No Country For Old Men is a great small movie in large boxy clothes. It's a cross between Fargo and Kill Bill 2; the best I've seen in a long time.
It is a classic Coen Brothers film. There is death. There is greed. There is relentless connivance. There is mystery. It is a slow chase across Texas that begins in the aftermath of a drug deal gone horribly wrong and ends completely out of the plot.

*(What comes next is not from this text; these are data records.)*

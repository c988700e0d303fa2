// Vidmark - FFmpeg Command Builder for Watermark Overlay
// Constructs the -filter_complex expression (optional watermark scale stage,
// then the overlay stage) and the full FFmpeg argument list.

use std::path::Path;

use super::position::Position;
use crate::config::OverlayConfig;
use crate::constants::{MAIN_STREAM, SCALED_LABEL, WATERMARK_STREAM};
use crate::error::{Result, VidmarkError};

/// Normalize the optional scale flags. Scaling engages only when both
/// dimensions are present and non-zero; a partial pair disables it.
pub fn scale_spec(width: Option<u32>, height: Option<u32>) -> Option<(u32, u32)> {
    match (width, height) {
        (Some(w), Some(h)) if w > 0 && h > 0 => Some((w, h)),
        _ => None,
    }
}

/// Build the -filter_complex expression.
/// With a scale spec the watermark stream is resized and relabeled; the
/// overlay stage then consumes the scaled label, never the raw stream.
pub fn build_filtergraph(position: Position, scale: Option<(u32, u32)>) -> String {
    let (x, y) = position.coords();

    match scale {
        Some((w, h)) => format!(
            "{wm}scale={w}:{h}[{label}];{main}[{label}]overlay={x}:{y}",
            wm = WATERMARK_STREAM,
            label = SCALED_LABEL,
            main = MAIN_STREAM,
        ),
        None => format!(
            "{main}{wm}overlay={x}:{y}",
            main = MAIN_STREAM,
            wm = WATERMARK_STREAM,
        ),
    }
}

/// Build the full FFmpeg args list for the overlay.
/// Returns a Vec of string args to pass to Command.
pub fn build_overlay_command(
    config: &OverlayConfig,
    position: Position,
    width: Option<u32>,
    height: Option<u32>,
) -> Result<Vec<String>> {
    let filtergraph = build_filtergraph(position, scale_spec(width, height));

    let mut args: Vec<String> = Vec::new();

    // Both inputs first: main video, then watermark image
    args.extend_from_slice(&["-i".into(), path_str(&config.input_video)?]);
    args.extend_from_slice(&["-i".into(), path_str(&config.watermark_image)?]);

    args.extend_from_slice(&["-filter_complex".into(), filtergraph]);

    // Audio stream is copied through untouched
    args.extend_from_slice(&["-codec:a".into(), "copy".into()]);

    args.push(path_str(&config.output_video)?);

    Ok(args)
}

/// Convert a Path to a String, failing on non-UTF8
fn path_str(path: &Path) -> Result<String> {
    path.to_str()
        .map(|s| s.to_string())
        .ok_or_else(|| VidmarkError::InvalidPath("Path contains non-UTF8 characters".to_string()))
}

NCFOM becomes a kind of reality film in that there is no clever plot that whips you around like a rollercoaster. Instead it actually goes off track and fulfills unexpected expectations, defying the convention that a movie controls the audience. Death is a mystery. Human brutality is a mystery. We know it when we see it, but we don't know why or exactly how. This film shows us deadly pursuit and its implicit brilliant survival. It shows the oddments of gumshoe reckoning. But all of it happens and none of it is resolved. It creates a pattern in that intellectually odd way of listening to the silence in between the notes of a symphony, of clocking trajectories of objects that never land, of making meaning of lives that end abruptly before they finish their purpose. In all these ways No Country becomes great, by not telling a story, but recounting the logic of an accelerated death.
Death in this film is played with chilling sangfroid by Javier Bardem. He is the killer who kills because it's Death's job to be deadly. It's what he promises to do. It's his trick. He has no other purpose, no sublime motivation. He uses a cattle ram. He uses a silenced shotgun. He uses mysterious weapons that come and go. He is only deliberate and devoid of mercy. He is the best symbolic bad guy ever played, because he ceases to be a bad guy with a character arc. He is merely the bringer of the ultimate, unforgiving pain. Everyone in the film keeps trying to figure him out - to find him, to thwart him, to survive him. Nobody does.
No Country promises to be a film to be rewatched. It promises to reward a second look, to offer connections to the prose which fails to be expository or prescient the first time around. It is not so much a story as it is a framework as big as Texas. It's a framework for wondering what evil looks like today.